Religious people 'more likely to give to charity'

by
13 June 2014

by a staff reporter

THE METHODIST CHURCH

Sharing fortune:  the "Wheel of Generosity", an online resource produced for the Methodist Church's 2014 campaign, "A Generous Life". People are encouraged to spin the wheel to commit a small act of generosity  http://www.methodist.org.uk/mission/a-generous-life/the-wheel-of-generosity 

Sharing fortune:  the "Wheel of Generosity", an online resource produced for the Methodist Church's 2014 campaign, "A Generous Life". People are encouraged to spin the wheel to commit a small act of generosity  http://www.methodist.org.uk/mission/a-generous-life/the-wheel-of-generosity 

HAVING a faith makes people more generous in giving to charity, a new survey has found.
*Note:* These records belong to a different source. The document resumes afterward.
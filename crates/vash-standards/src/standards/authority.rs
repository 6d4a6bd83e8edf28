use chrono::NaiveDate;
use serde::{Deserialize, Serialize};

use super::table::{ConfigurationError, RawTierTable, TierTable};

/// Authority document as stored on disk (one JSON file per county).
#[derive(Debug, Clone, Deserialize)]
pub struct AuthorityDocument {
    pub key: String,
    pub county: String,
    pub authority: String,
    pub abbreviation: String,
    pub effective_date: String,
    pub source_url: String,
    #[serde(default)]
    pub explainer: String,
    #[serde(flatten)]
    pub table: RawTierTable,
}

/// A housing authority and the payment standard table it publishes.
#[derive(Debug, Clone, PartialEq, Eq)]
pub struct AuthorityDefinition {
    pub key: String,
    pub county: String,
    pub name: String,
    pub abbreviation: String,
    pub effective_date: NaiveDate,
    pub source_url: String,
    pub explainer: String,
    pub table: TierTable,
}

impl AuthorityDefinition {
    pub fn from_document(document: AuthorityDocument) -> Result<Self, ConfigurationError> {
        let AuthorityDocument {
            key,
            county,
            authority,
            abbreviation,
            effective_date,
            source_url,
            explainer,
            table,
        } = document;

        let abbreviation = abbreviation.trim().to_string();
        let effective_date = NaiveDate::parse_from_str(effective_date.trim(), "%Y-%m-%d")
            .map_err(|_| ConfigurationError::InvalidEffectiveDate {
                authority: abbreviation.clone(),
                value: effective_date.clone(),
            })?;
        let table = TierTable::from_raw(&abbreviation, table)?;

        Ok(Self {
            key: key.trim().to_ascii_lowercase(),
            county: county.trim().to_string(),
            name: authority.trim().to_string(),
            abbreviation,
            effective_date,
            source_url: source_url.trim().to_string(),
            explainer: explainer.trim().to_string(),
            table,
        })
    }

    /// True when `query` names this authority by key, county or abbreviation.
    pub fn answers_to(&self, query: &str) -> bool {
        let query = query.split_whitespace().collect::<Vec<_>>().join(" ");
        if query.is_empty() {
            return false;
        }

        let county = self.county.as_str();
        let county_short = county
            .strip_suffix(" County")
            .or_else(|| county.strip_suffix(" county"))
            .unwrap_or(county);

        [self.key.as_str(), county, county_short, self.abbreviation.as_str()]
            .iter()
            .any(|candidate| candidate.eq_ignore_ascii_case(&query))
    }

    pub fn summary(&self) -> AuthoritySummary {
        AuthoritySummary {
            key: self.key.clone(),
            county: self.county.clone(),
            authority: self.name.clone(),
            abbreviation: self.abbreviation.clone(),
            effective_date: self.effective_date,
            source_url: self.source_url.clone(),
            explainer: self.explainer.clone(),
            bedroom_ceiling: self.table.ceiling(),
            tier_count: self.table.tiers().count(),
            town_count: self.table.town_count(),
            zip_count: self.table.zip_count(),
        }
    }
}

/// Landing-page view of an authority.
#[derive(Debug, Clone, PartialEq, Eq, Serialize)]
pub struct AuthoritySummary {
    pub key: String,
    pub county: String,
    pub authority: String,
    pub abbreviation: String,
    pub effective_date: NaiveDate,
    pub source_url: String,
    pub explainer: String,
    pub bedroom_ceiling: super::domain::BedroomSize,
    pub tier_count: usize,
    pub town_count: usize,
    pub zip_count: usize,
}
use crate::report::{
    run_authorities, run_qualify, run_standard, run_towns, QualifyArgs, StandardArgs, TownsArgs,
};
use crate::server;
use clap::{Args, Parser, Subcommand};
use vash_standards::error::AppError;

#[derive(Parser, Debug)]
#[command(
    name = "VASH Payment Standards",
    about = "Look up HUD-VASH payment standards and check listings against them",
    version
)]
struct Cli {
    #[command(subcommand)]
    command: Option<Command>,
}

#[derive(Subcommand, Debug)]
enum Command {
    /// Start the HTTP service (default command)
    Serve(ServeArgs),
    /// List the configured housing authorities
    Authorities,
    /// List the towns an authority's table covers
    Towns(TownsArgs),
    /// Show the payment standard for one or more towns or ZIP codes
    Standard(StandardArgs),
    /// Check a listings export against a voucher search
    Qualify(QualifyArgs),
}

#[derive(Args, Debug, Default)]
pub(crate) struct ServeArgs {
    /// Override the configured host for the HTTP server
    #[arg(long)]
    pub(crate) host: Option<String>,
    /// Override the configured port for the HTTP server
    #[arg(long)]
    pub(crate) port: Option<u16>,
}

pub(crate) async fn run() -> Result<(), AppError> {
    let cli = Cli::parse();
    let command = cli
        .command
        .unwrap_or_else(|| Command::Serve(ServeArgs::default()));

    match command {
        Command::Serve(args) => server::run(args).await,
        Command::Authorities => run_authorities(),
        Command::Towns(args) => run_towns(args),
        Command::Standard(args) => run_standard(args),
        Command::Qualify(args) => run_qualify(args),
    }
}

#[cfg(test)]
mod tests {
    use super::*;
    use vash_standards::standards::BedroomSize;

    #[test]
    fn no_subcommand_defaults_to_serve() {
        let cli = Cli::try_parse_from(["vash-standards-api"]).expect("parses");
        assert!(cli.command.is_none());
    }

    #[test]
    fn qualify_splits_sizes_and_locations() {
        let cli = Cli::try_parse_from([
            "vash-standards-api",
            "qualify",
            "--county",
            "cook",
            "--voucher",
            "2",
            "--sizes",
            "studio,2",
            "--locations",
            "Alsip,60803",
            "--listings",
            "listings.json",
        ])
        .expect("parses");

        match cli.command {
            Some(Command::Qualify(args)) => {
                assert_eq!(args.voucher, BedroomSize::new(2));
                assert_eq!(args.sizes, vec![BedroomSize::STUDIO, BedroomSize::new(2)]);
                assert_eq!(args.locations, vec!["Alsip", "60803"]);
            }
            other => panic!("expected qualify, got {other:?}"),
        }
    }

    #[test]
    fn standard_rejects_unknown_bedroom_words() {
        let result = Cli::try_parse_from([
            "vash-standards-api",
            "standard",
            "--county",
            "cook",
            "--location",
            "60803",
            "--voucher",
            "two",
        ]);
        assert!(result.is_err());
    }
}
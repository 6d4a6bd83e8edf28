mod cli;
mod infra;
mod report;
mod routes;
mod server;

use vash_standards::error::AppError;

pub async fn run() -> Result<(), AppError> {
    cli::run().await
}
Researchfor the BBC showed that people in England with a religious belief were more likely to give to charity than non-believers.
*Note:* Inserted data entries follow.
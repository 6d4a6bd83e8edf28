use std::collections::BTreeMap;
use std::sync::Arc;

use axum::response::Response;
use chrono::NaiveDate;
use serde_json::Value;

use crate::standards::table::{RawTierRow, RawTierTable, RawTown};
use crate::standards::{
    standards_router, AuthorityDefinition, AuthorityDocument, AuthorityRegistry, BedroomSize,
    Listing, TierTable, VoucherContext,
};

/// Rates: studio 1000, 1BR 1200, 2BR 1500, 3BR 1800 in tier T1.
pub(super) fn raw_table() -> RawTierTable {
    RawTierTable {
        bedroom_ceiling: 3,
        tiers: vec![
            RawTierRow {
                tier: "T1".to_string(),
                rates: vec![1000, 1200, 1500, 1800],
            },
            RawTierRow {
                tier: "T2".to_string(),
                rates: vec![1100, 1350, 1650, 1950],
            },
        ],
        zip_codes: BTreeMap::from([
            ("60001".to_string(), "T1".to_string()),
            ("60002".to_string(), "T1".to_string()),
            ("60003".to_string(), "T2".to_string()),
        ]),
        towns: vec![
            RawTown {
                name: "Springfield".to_string(),
                tier: None,
                zip_codes: vec!["60001".to_string(), "60002".to_string()],
            },
            RawTown {
                name: "Shelbyville".to_string(),
                tier: Some("T2".to_string()),
                zip_codes: vec!["60003".to_string(), "60002".to_string()],
            },
        ],
    }
}

pub(super) fn authority() -> AuthorityDefinition {
    AuthorityDefinition {
        key: "sangamon".to_string(),
        county: "Sangamon County".to_string(),
        name: "Springfield Housing Authority".to_string(),
        abbreviation: "SHA".to_string(),
        effective_date: NaiveDate::from_ymd_opt(2026, 1, 1).expect("valid date"),
        source_url: "https://example.org/payment-standards".to_string(),
        explainer: String::new(),
        table: TierTable::from_raw("SHA", raw_table()).expect("valid table"),
    }
}

pub(super) fn document(key: &str, county: &str, abbreviation: &str) -> AuthorityDocument {
    AuthorityDocument {
        key: key.to_string(),
        county: county.to_string(),
        authority: format!("{county} Housing Authority"),
        abbreviation: abbreviation.to_string(),
        effective_date: "2026-01-01".to_string(),
        source_url: "https://example.org".to_string(),
        explainer: String::new(),
        table: raw_table(),
    }
}

pub(super) fn registry() -> AuthorityRegistry {
    AuthorityRegistry::new([authority()]).expect("single authority")
}

pub(super) fn size(bedrooms: u8) -> BedroomSize {
    BedroomSize::new(bedrooms)
}

pub(super) fn context(voucher: u8, sizes: &[u8], locations: &[&str]) -> VoucherContext {
    VoucherContext::new(
        size(voucher),
        sizes.iter().copied().map(size),
        locations.iter().copied(),
    )
}

pub(super) fn listing(id: &str, location: &str, rent: u32, bedrooms: Option<u8>) -> Listing {
    let mut listing = Listing::new(location, rent, bedrooms.map(size));
    listing.listing_id = Some(id.to_string());
    listing
}

pub(super) fn router() -> axum::Router {
    standards_router(Arc::new(registry()))
}

pub(super) async fn read_json_body(response: Response) -> Value {
    let body = axum::body::to_bytes(response.into_body(), 64 * 1024)
        .await
        .expect("read body");
    serde_json::from_slice(&body).expect("json payload")
}
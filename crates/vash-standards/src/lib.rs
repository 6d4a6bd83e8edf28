//! Payment standard resolution and listing qualification for HUD-VASH caseworkers.
//!
//! The [`standards`] module holds the engine: the authority registry, tier tables,
//! location resolution, the lesser-of payment standard calculator and the listing
//! qualifier. [`listings`] adapts raw listing-source exports into engine input.

pub mod config;
pub mod error;
pub mod listings;
pub mod standards;
pub mod telemetry;
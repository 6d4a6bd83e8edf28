use vash_standards_api::run;

#[tokio::main]
async fn main() {
    if let Err(err) = run().await {
        eprintln!("application error: {err}");
        std::process::exit(1);
    }
}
The research was carried out by ComRes. Of those who practised a religion, 77 per cent said that they had given money to charity in the past month, compared with 67 per cent of those who did not practise a religion.

They were also more likely to believe that their own friends and family gave to charity.
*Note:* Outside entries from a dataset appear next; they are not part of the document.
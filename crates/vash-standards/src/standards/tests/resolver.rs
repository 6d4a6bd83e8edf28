use super::common::*;
use crate::standards::{
    expand_location, resolve_tier, towns, Location, StandardsError, TierId, TierResolutions,
};

#[test]
fn resolves_zip_codes_and_towns() {
    let authority = authority();
    assert_eq!(resolve_tier(&authority, "60003"), Ok(TierId::new("T2")));
    assert_eq!(resolve_tier(&authority, " springfield "), Ok(TierId::new("T1")));
    assert_eq!(resolve_tier(&authority, "SHELBYVILLE"), Ok(TierId::new("T2")));
}

#[test]
fn zip_plus_four_and_short_zips_are_normalized() {
    let authority = authority();
    assert_eq!(resolve_tier(&authority, "60001-4410"), Ok(TierId::new("T1")));
    assert!(matches!(
        resolve_tier(&authority, "6001"),
        Err(StandardsError::UnknownLocation { location, .. }) if location == "06001"
    ));
}

#[test]
fn malformed_zip_is_treated_as_unknown_town() {
    let authority = authority();
    match resolve_tier(&authority, "60000Z") {
        Err(StandardsError::UnknownLocation {
            authority,
            location,
        }) => {
            assert_eq!(authority, "SHA");
            assert_eq!(location, "60000Z");
        }
        other => panic!("expected unknown location, got {other:?}"),
    }
}

#[test]
fn batch_resolution_keeps_good_locations_past_a_typo() {
    let authority = authority();
    let resolutions =
        TierResolutions::resolve_all(&authority, ["60001", "60002", "6000X", "60003", "60001"]);

    assert_eq!(resolutions.len(), 4);
    assert_eq!(resolutions.resolved().count(), 3);
    let unresolved: Vec<_> = resolutions.unresolved().map(|(loc, _)| loc.clone()).collect();
    assert_eq!(unresolved, vec![Location::Town("6000X".to_string())]);
    assert_eq!(resolutions.get("60003"), Some(&Ok(TierId::new("T2"))));
}

#[test]
fn towns_expand_to_their_zip_codes() {
    let authority = authority();
    let zips = expand_location(&authority, "Shelbyville").expect("known town");
    let zips: Vec<&str> = zips.iter().map(|zip| zip.as_str()).collect();
    assert_eq!(zips, vec!["60003", "60002"]);

    let single = expand_location(&authority, "60002").expect("known zip");
    assert_eq!(single.len(), 1);

    assert!(expand_location(&authority, "60099").is_err());
    assert!(expand_location(&authority, "Capital City").is_err());
}

#[test]
fn town_names_are_listed_alphabetically() {
    let authority = authority();
    assert_eq!(towns(&authority), vec!["Shelbyville", "Springfield"]);
}
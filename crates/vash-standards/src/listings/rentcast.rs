use std::io::Read;

use serde::Deserialize;

use super::{ListingImport, ListingImportError, RawListing};
use crate::standards::{Diagnostic, SkipReason};

/// Parses a RentCast rental-listings response (a JSON array of listings).
///
/// A record whose fields have the wrong JSON type is rejected on its own; only
/// a body that is not a JSON array fails the import.
pub fn from_rentcast_json<R: Read>(reader: R) -> Result<ListingImport, ListingImportError> {
    let records: Vec<serde_json::Value> = serde_json::from_reader(reader)?;
    let mut import = ListingImport::default();

    for (index, value) in records.into_iter().enumerate() {
        let outcome = match serde_json::from_value::<RentcastRecord>(value) {
            Ok(record) => record.into_raw().into_listing(index),
            Err(err) => Err(Diagnostic {
                listing_index: Some(index),
                listing_id: None,
                location: String::new(),
                reason: SkipReason::MalformedListing,
                detail: err.to_string(),
            }),
        };
        import.push(outcome);
    }

    Ok(import)
}

#[derive(Debug, Deserialize)]
#[serde(rename_all = "camelCase")]
struct RentcastRecord {
    #[serde(default)]
    id: Option<String>,
    #[serde(default)]
    formatted_address: Option<String>,
    #[serde(default)]
    zip_code: Option<String>,
    #[serde(default)]
    city: Option<String>,
    #[serde(default)]
    price: Option<f64>,
    #[serde(default)]
    bedrooms: Option<f64>,
    #[serde(default)]
    square_footage: Option<f64>,
    #[serde(default)]
    property_type: Option<String>,
}

impl RentcastRecord {
    fn into_raw(self) -> RawListing {
        let zip_code = self.zip_code.filter(|zip| !zip.trim().is_empty());
        RawListing {
            id: self.id,
            address: self.formatted_address,
            location: zip_code.or(self.city),
            rent: self.price,
            bedrooms: self.bedrooms,
            square_footage: self.square_footage,
            property_type: self.property_type,
        }
    }
}
use vash_standards::listings::from_rentcast_json;
use vash_standards::standards::{
    plan_search, qualify, resolve_tier, AuthorityRegistry, BedroomSize, SkipReason, TierId,
    VoucherContext,
};

fn registry() -> AuthorityRegistry {
    AuthorityRegistry::builtin().expect("bundled authority documents are valid")
}

#[test]
fn cook_county_resolves_to_hacc() {
    let registry = registry();
    for query in ["Cook", "Cook County", "cook county", "HACC"] {
        let authority = registry.get_authority(query).expect("cook is configured");
        assert_eq!(authority.abbreviation, "HACC");
    }
    assert!(registry.get_authority("Kane County").is_err());
}

#[test]
fn alsip_zip_and_town_share_tier_c() {
    let registry = registry();
    let cook = registry.get_authority("cook").expect("cook");

    assert_eq!(resolve_tier(cook, "60803"), Ok(TierId::new("C")));
    assert_eq!(resolve_tier(cook, "alsip"), Ok(TierId::new("C")));
    assert_eq!(resolve_tier(cook, "Oak Lawn"), Ok(TierId::new("B")));
}

#[test]
fn two_bedroom_voucher_search_in_alsip() {
    let registry = registry();
    let cook = registry.get_authority("cook").expect("cook");
    let context = VoucherContext::new(
        BedroomSize::new(2),
        [BedroomSize::new(1), BedroomSize::new(2), BedroomSize::new(3)],
        ["Alsip"],
    );

    let plan = plan_search(cook, &context).expect("valid request");
    assert_eq!(plan.zip_codes.len(), 1);
    assert_eq!(plan.payment_limits[0].amount, 1400);

    let response = r#"[
        {"id": "two-at-limit", "zipCode": "60803", "price": 1400, "bedrooms": 2},
        {"id": "three-lesser-of", "zipCode": "60803", "price": 1399.5, "bedrooms": 3},
        {"id": "one-over", "zipCode": "60803", "price": 1250, "bedrooms": 1},
        {"id": "no-size", "zipCode": "60803", "price": 1000},
        {"id": "no-price", "zipCode": "60803", "bedrooms": 2}
    ]"#;
    let import = from_rentcast_json(response.as_bytes()).expect("valid response");
    assert_eq!(import.rejected.len(), 1);
    assert_eq!(import.rejected[0].reason, SkipReason::MalformedListing);

    let report = qualify(cook, &import.listings, &context, &plan.resolutions);
    let summary = report.summary();
    assert_eq!(summary.processed, 3);
    assert_eq!(summary.qualifying, 2);
    assert_eq!(summary.skipped, 1);

    let three = report
        .results
        .iter()
        .find(|result| result.listing_id.as_deref() == Some("three-lesser-of"))
        .expect("three bedroom processed");
    assert_eq!(three.effective_bedrooms, BedroomSize::new(2));
    assert_eq!(three.effective_standard, 1400);
    assert_eq!(three.rent, 1400);
    assert!(three.qualifies);

    let one = report
        .results
        .iter()
        .find(|result| result.listing_id.as_deref() == Some("one-over"))
        .expect("one bedroom processed");
    assert_eq!(one.effective_standard, 1220);
    assert!(!one.qualifies);
}

#[test]
fn oak_park_town_expands_to_its_zip_codes() {
    let registry = registry();
    let cook = registry.get_authority("cook").expect("cook");
    let context = VoucherContext::new(
        BedroomSize::new(1),
        [BedroomSize::new(1)],
        ["Oak Park", "60302", "60000Z"],
    );

    let plan = plan_search(cook, &context).expect("valid request");
    let zips: Vec<&str> = plan.zip_codes.iter().map(|zip| zip.as_str()).collect();
    assert_eq!(zips, vec!["60301", "60302", "60304", "60305"]);
    assert!(plan
        .payment_limits
        .iter()
        .all(|limit| limit.amount == 1555));
    assert_eq!(plan.diagnostics.len(), 1);
    assert_eq!(plan.diagnostics[0].location, "60000Z");
}

#[test]
fn every_builtin_authority_publishes_a_summary() {
    let registry = registry();
    let summaries: Vec<_> = registry.authorities().map(|a| a.summary()).collect();
    let keys: Vec<&str> = summaries.iter().map(|s| s.key.as_str()).collect();
    assert_eq!(keys, vec!["cook", "dupage", "lake", "will"]);
    assert!(summaries
        .iter()
        .all(|summary| summary.town_count > 0 && summary.zip_count > 0));
}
The most generous people by religion were Sikhs and Jews. Of the 3000 people polled, all of those who were Sikh, and 82 per cent of practising Jews, had given money in the past month. Among practising Christians, 78 per cent had given money recently.

As a population, English people as whole emerged from the statistics as very generous: 70 per cent had given money to charity recently.

The biggest motivator for those donating to charity was a direct appeal by a charity, but appeals from churches were also important in encouraging people to give.

The general secretary of the Methodist Church, the Revd Dr Martyn Atkins, said: "Religious faith should motivate people to acts of generosity, and it's good to see this reflected in these figures. Of course, financial giving is only part of the picture. For some people, a simple act of kindness, or the very fact that someone has made time for them, can mean more than any financial gift. But every act of generosity, however small . . . helps to change the world for good."

The Methodist Church is encouraging people to think about what it means for them to be generous, as part of its campaign A Generous Life. It has also created an online "wheel of generosity" to encourage people to think of other ways to be generous.

But the president of the National Secular Society, Terry Sanderson, said that the research had been "spun", and that the top three biggest charitable givers in the world were atheists. "The divisive message of this poll and others like it does nothing to unite us in a common cause."